(Saved data entries)

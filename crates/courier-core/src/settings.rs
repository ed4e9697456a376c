//! Client settings loadable from JSON or YAML

use crate::config::{BasicAuth, RequestConfig, ResponseType};
use crate::headers::HeaderConfig;
use crate::method::Method;
use serde::{Deserialize, Serialize};
use std::fs;
use std::path::Path;
use url::Url;

#[derive(Debug, thiserror::Error)]
pub enum SettingsError {
    #[error("IO error: {0}")]
    Io(#[from] std::io::Error),

    #[error("YAML parsing error: {0}")]
    Yaml(#[from] serde_yaml::Error),

    #[error("JSON parsing error: {0}")]
    Json(#[from] serde_json::Error),

    #[error("Unsupported file format: {0}")]
    UnsupportedFormat(String),

    #[error("Invalid origin '{origin}': {source}")]
    InvalidOrigin {
        origin: String,
        #[source]
        source: url::ParseError,
    },
}

pub type SettingsResult<T> = Result<T, SettingsError>;

/// Supported settings file formats
#[derive(Debug, Clone, Copy, PartialEq, Eq)]
pub enum SettingsFormat {
    Yaml,
    Json,
}

impl SettingsFormat {
    /// Detect the format from the file extension
    pub fn from_path<P: AsRef<Path>>(path: P) -> SettingsResult<Self> {
        match path.as_ref().extension().and_then(|s| s.to_str()) {
            Some("yaml") | Some("yml") => Ok(SettingsFormat::Yaml),
            Some("json") => Ok(SettingsFormat::Json),
            Some(ext) => Err(SettingsError::UnsupportedFormat(ext.to_string())),
            None => Err(SettingsError::UnsupportedFormat("no extension".to_string())),
        }
    }
}

/// The serializable part of a client's default configuration.
#[derive(Debug, Clone, Default, PartialEq, Serialize, Deserialize)]
#[serde(default, rename_all = "snake_case")]
pub struct ClientSettings {
    pub base_url: Option<String>,
    pub method: Option<Method>,
    #[serde(alias = "timeout")]
    pub timeout_ms: Option<u64>,
    pub headers: Option<HeaderConfig>,
    pub response_type: Option<ResponseType>,
    pub with_credentials: Option<bool>,
    pub xsrf_cookie_name: Option<String>,
    pub xsrf_header_name: Option<String>,
    pub auth: Option<BasicAuth>,
    /// Origin used for same-origin checks, e.g. `https://app.example.com`.
    pub origin: Option<String>,
}

impl ClientSettings {
    pub fn from_json_str(content: &str) -> SettingsResult<Self> {
        Ok(serde_json::from_str(content)?)
    }

    pub fn from_yaml_str(content: &str) -> SettingsResult<Self> {
        Ok(serde_yaml::from_str(content)?)
    }

    pub fn parse(content: &str, format: SettingsFormat) -> SettingsResult<Self> {
        match format {
            SettingsFormat::Yaml => Self::from_yaml_str(content),
            SettingsFormat::Json => Self::from_json_str(content),
        }
    }

    /// Load settings from a `.json`, `.yaml` or `.yml` file
    pub fn load<P: AsRef<Path>>(path: P) -> SettingsResult<Self> {
        let path = path.as_ref();
        let format = SettingsFormat::from_path(path)?;
        let content = fs::read_to_string(path)?;
        tracing::debug!(path = %path.display(), ?format, "loading client settings");
        Self::parse(&content, format)
    }

    /// Config carrying only the fields these settings define.
    pub fn to_config(&self) -> RequestConfig {
        RequestConfig {
            base_url: self.base_url.clone(),
            method: self.method,
            timeout_ms: self.timeout_ms,
            headers: self.headers.clone(),
            response_type: self.response_type,
            with_credentials: self.with_credentials,
            xsrf_cookie_name: self.xsrf_cookie_name.clone(),
            xsrf_header_name: self.xsrf_header_name.clone(),
            auth: self.auth.clone(),
            ..RequestConfig::default()
        }
    }

    pub fn into_config(self) -> RequestConfig {
        self.to_config()
    }

    pub fn origin_url(&self) -> SettingsResult<Option<Url>> {
        self.origin
            .as_deref()
            .map(|origin| {
                Url::parse(origin).map_err(|source| SettingsError::InvalidOrigin {
                    origin: origin.to_string(),
                    source,
                })
            })
            .transpose()
    }
}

What you should do: In the data above, retype exactly and only the lines between the one holding "#[derive(Debug, Clone, Copy, PartialEq, Eq)]" and the one holding "match path.as_ref().extension().and_then(|s| s.to_str())", inclusive.

Result of this task:
#[derive(Debug, Clone, Copy, PartialEq, Eq)]
pub enum SettingsFormat {
    Yaml,
    Json,
}

impl SettingsFormat {
    /// Detect the format from the file extension
    pub fn from_path<P: AsRef<Path>>(path: P) -> SettingsResult<Self> {
        match path.as_ref().extension().and_then(|s| s.to_str()) {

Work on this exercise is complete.